→ **Task brief**
Scan the entries below and extract each line with the word "server" in it.
##### Records #####
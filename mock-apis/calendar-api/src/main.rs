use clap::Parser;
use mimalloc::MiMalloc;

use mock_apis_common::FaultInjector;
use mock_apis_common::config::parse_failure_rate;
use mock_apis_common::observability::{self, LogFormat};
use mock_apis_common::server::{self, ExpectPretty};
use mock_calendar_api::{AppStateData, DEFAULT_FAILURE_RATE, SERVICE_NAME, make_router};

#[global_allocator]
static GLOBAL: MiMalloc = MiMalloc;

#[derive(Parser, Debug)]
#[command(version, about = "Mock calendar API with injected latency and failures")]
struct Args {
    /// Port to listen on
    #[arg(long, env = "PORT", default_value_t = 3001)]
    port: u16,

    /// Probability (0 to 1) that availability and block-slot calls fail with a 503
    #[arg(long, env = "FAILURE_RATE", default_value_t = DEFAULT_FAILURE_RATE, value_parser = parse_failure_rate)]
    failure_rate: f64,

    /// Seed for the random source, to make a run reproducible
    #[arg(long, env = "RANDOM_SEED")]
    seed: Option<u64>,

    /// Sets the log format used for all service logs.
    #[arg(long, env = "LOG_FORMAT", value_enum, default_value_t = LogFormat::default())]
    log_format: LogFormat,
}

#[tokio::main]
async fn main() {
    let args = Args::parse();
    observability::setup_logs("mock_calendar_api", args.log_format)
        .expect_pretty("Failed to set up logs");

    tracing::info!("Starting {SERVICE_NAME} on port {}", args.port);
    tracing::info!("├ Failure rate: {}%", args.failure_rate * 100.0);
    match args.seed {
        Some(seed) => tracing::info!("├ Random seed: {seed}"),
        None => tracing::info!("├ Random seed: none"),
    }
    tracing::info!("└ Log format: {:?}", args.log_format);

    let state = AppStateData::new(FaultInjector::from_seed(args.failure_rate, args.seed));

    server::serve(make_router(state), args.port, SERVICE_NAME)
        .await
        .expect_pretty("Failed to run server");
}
#####
→ **Answer to the exercise**
use mock_apis_common::server::{self, ExpectPretty};
    server::serve(make_router(state), args.port, SERVICE_NAME)
        .expect_pretty("Failed to run server");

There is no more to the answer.